┌────────
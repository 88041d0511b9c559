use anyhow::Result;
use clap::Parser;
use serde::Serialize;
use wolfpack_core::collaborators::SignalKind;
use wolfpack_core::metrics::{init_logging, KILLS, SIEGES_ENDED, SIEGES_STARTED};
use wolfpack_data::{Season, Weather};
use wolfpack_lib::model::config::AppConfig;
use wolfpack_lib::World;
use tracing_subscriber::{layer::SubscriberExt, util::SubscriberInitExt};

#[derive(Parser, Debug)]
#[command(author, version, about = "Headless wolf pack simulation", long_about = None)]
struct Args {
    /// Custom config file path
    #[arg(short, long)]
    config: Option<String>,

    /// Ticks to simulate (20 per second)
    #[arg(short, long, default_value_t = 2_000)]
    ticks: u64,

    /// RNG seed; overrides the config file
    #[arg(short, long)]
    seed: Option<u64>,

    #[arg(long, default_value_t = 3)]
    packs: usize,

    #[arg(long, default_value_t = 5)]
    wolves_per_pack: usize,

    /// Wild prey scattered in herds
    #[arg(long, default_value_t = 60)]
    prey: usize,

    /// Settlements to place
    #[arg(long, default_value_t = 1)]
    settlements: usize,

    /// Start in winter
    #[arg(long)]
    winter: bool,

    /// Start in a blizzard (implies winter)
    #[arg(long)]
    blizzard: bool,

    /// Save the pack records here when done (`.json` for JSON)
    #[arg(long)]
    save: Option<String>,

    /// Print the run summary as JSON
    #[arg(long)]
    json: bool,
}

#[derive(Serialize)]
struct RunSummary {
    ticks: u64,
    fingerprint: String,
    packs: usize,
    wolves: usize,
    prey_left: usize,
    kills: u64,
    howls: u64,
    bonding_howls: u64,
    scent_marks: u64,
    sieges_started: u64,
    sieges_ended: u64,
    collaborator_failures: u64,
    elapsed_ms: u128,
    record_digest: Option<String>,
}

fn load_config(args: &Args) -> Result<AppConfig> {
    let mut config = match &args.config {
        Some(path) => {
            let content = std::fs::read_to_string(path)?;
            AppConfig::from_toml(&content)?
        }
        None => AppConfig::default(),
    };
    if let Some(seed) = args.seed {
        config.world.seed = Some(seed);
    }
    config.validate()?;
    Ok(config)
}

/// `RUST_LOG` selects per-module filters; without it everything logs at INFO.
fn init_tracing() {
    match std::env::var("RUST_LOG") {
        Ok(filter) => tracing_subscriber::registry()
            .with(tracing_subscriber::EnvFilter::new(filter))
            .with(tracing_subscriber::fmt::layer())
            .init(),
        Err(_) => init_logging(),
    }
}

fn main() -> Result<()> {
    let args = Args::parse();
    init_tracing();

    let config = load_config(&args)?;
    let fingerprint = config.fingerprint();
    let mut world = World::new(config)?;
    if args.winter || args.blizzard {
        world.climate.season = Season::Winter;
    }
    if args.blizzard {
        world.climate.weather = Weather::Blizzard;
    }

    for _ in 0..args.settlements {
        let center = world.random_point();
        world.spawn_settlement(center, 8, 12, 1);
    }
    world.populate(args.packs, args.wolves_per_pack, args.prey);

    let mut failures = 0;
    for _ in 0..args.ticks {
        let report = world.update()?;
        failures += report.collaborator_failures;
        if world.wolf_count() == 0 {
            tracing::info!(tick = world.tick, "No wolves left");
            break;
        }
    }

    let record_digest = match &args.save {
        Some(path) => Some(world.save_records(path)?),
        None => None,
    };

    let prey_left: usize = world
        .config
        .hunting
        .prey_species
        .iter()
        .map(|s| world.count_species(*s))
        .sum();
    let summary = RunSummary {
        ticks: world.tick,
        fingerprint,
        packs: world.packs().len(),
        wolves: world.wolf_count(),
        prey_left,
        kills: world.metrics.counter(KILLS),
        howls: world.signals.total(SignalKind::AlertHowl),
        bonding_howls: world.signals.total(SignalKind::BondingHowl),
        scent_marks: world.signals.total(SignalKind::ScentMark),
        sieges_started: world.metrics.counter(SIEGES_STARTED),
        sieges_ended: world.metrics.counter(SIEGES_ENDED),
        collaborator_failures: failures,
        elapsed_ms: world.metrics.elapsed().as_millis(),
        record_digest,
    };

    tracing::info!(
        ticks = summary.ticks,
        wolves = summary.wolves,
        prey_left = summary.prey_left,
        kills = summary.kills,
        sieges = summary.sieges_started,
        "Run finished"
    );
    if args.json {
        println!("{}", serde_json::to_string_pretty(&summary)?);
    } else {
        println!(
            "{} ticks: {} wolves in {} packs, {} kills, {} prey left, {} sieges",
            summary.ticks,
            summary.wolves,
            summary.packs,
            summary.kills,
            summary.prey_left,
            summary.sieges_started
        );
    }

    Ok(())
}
└────────
What needs to be done: Your answer must be the complete data, repeated word for word.

Answer:
repository 88041d0511b9c559
use anyhow::Result;
use clap::Parser;
use serde::Serialize;
use wolfpack_core::collaborators::SignalKind;
use wolfpack_core::metrics::{init_logging, KILLS, SIEGES_ENDED, SIEGES_STARTED};
use wolfpack_data::{Season, Weather};
use wolfpack_lib::model::config::AppConfig;
use wolfpack_lib::World;
use tracing_subscriber::{layer::SubscriberExt, util::SubscriberInitExt};

#[derive(Parser, Debug)]
#[command(author, version, about = "Headless wolf pack simulation", long_about = None)]
struct Args {
    /// Custom config file path
    #[arg(short, long)]
    config: Option<String>,

    /// Ticks to simulate (20 per second)
    #[arg(short, long, default_value_t = 2_000)]
    ticks: u64,

    /// RNG seed; overrides the config file
    #[arg(short, long)]
    seed: Option<u64>,

    #[arg(long, default_value_t = 3)]
    packs: usize,

    #[arg(long, default_value_t = 5)]
    wolves_per_pack: usize,

    /// Wild prey scattered in herds
    #[arg(long, default_value_t = 60)]
    prey: usize,

    /// Settlements to place
    #[arg(long, default_value_t = 1)]
    settlements: usize,

    /// Start in winter
    #[arg(long)]
    winter: bool,

    /// Start in a blizzard (implies winter)
    #[arg(long)]
    blizzard: bool,

    /// Save the pack records here when done (`.json` for JSON)
    #[arg(long)]
    save: Option<String>,

    /// Print the run summary as JSON
    #[arg(long)]
    json: bool,
}

#[derive(Serialize)]
struct RunSummary {
    ticks: u64,
    fingerprint: String,
    packs: usize,
    wolves: usize,
    prey_left: usize,
    kills: u64,
    howls: u64,
    bonding_howls: u64,
    scent_marks: u64,
    sieges_started: u64,
    sieges_ended: u64,
    collaborator_failures: u64,
    elapsed_ms: u128,
    record_digest: Option<String>,
}

fn load_config(args: &Args) -> Result<AppConfig> {
    let mut config = match &args.config {
        Some(path) => {
            let content = std::fs::read_to_string(path)?;
            AppConfig::from_toml(&content)?
        }
        None => AppConfig::default(),
    };
    if let Some(seed) = args.seed {
        config.world.seed = Some(seed);
    }
    config.validate()?;
    Ok(config)
}

/// `RUST_LOG` selects per-module filters; without it everything logs at INFO.
fn init_tracing() {
    match std::env::var("RUST_LOG") {
        Ok(filter) => tracing_subscriber::registry()
            .with(tracing_subscriber::EnvFilter::new(filter))
            .with(tracing_subscriber::fmt::layer())
            .init(),
        Err(_) => init_logging(),
    }
}

fn main() -> Result<()> {
    let args = Args::parse();
    init_tracing();

    let config = load_config(&args)?;
    let fingerprint = config.fingerprint();
    let mut world = World::new(config)?;
    if args.winter || args.blizzard {
        world.climate.season = Season::Winter;
    }
    if args.blizzard {
        world.climate.weather = Weather::Blizzard;
    }

    for _ in 0..args.settlements {
        let center = world.random_point();
        world.spawn_settlement(center, 8, 12, 1);
    }
    world.populate(args.packs, args.wolves_per_pack, args.prey);

    let mut failures = 0;
    for _ in 0..args.ticks {
        let report = world.update()?;
        failures += report.collaborator_failures;
        if world.wolf_count() == 0 {
            tracing::info!(tick = world.tick, "No wolves left");
            break;
        }
    }

    let record_digest = match &args.save {
        Some(path) => Some(world.save_records(path)?),
        None => None,
    };

    let prey_left: usize = world
        .config
        .hunting
        .prey_species
        .iter()
        .map(|s| world.count_species(*s))
        .sum();
    let summary = RunSummary {
        ticks: world.tick,
        fingerprint,
        packs: world.packs().len(),
        wolves: world.wolf_count(),
        prey_left,
        kills: world.metrics.counter(KILLS),
        howls: world.signals.total(SignalKind::AlertHowl),
        bonding_howls: world.signals.total(SignalKind::BondingHowl),
        scent_marks: world.signals.total(SignalKind::ScentMark),
        sieges_started: world.metrics.counter(SIEGES_STARTED),
        sieges_ended: world.metrics.counter(SIEGES_ENDED),
        collaborator_failures: failures,
        elapsed_ms: world.metrics.elapsed().as_millis(),
        record_digest,
    };

    tracing::info!(
        ticks = summary.ticks,
        wolves = summary.wolves,
        prey_left = summary.prey_left,
        kills = summary.kills,
        sieges = summary.sieges_started,
        "Run finished"
    );
    if args.json {
        println!("{}", serde_json::to_string_pretty(&summary)?);
    } else {
        println!(
            "{} ticks: {} wolves in {} packs, {} kills, {} prey left, {} sieges",
            summary.ticks,
            summary.wolves,
            summary.packs,
            summary.kills,
            summary.prey_left,
            summary.sieges_started
        );
    }

    Ok(())
}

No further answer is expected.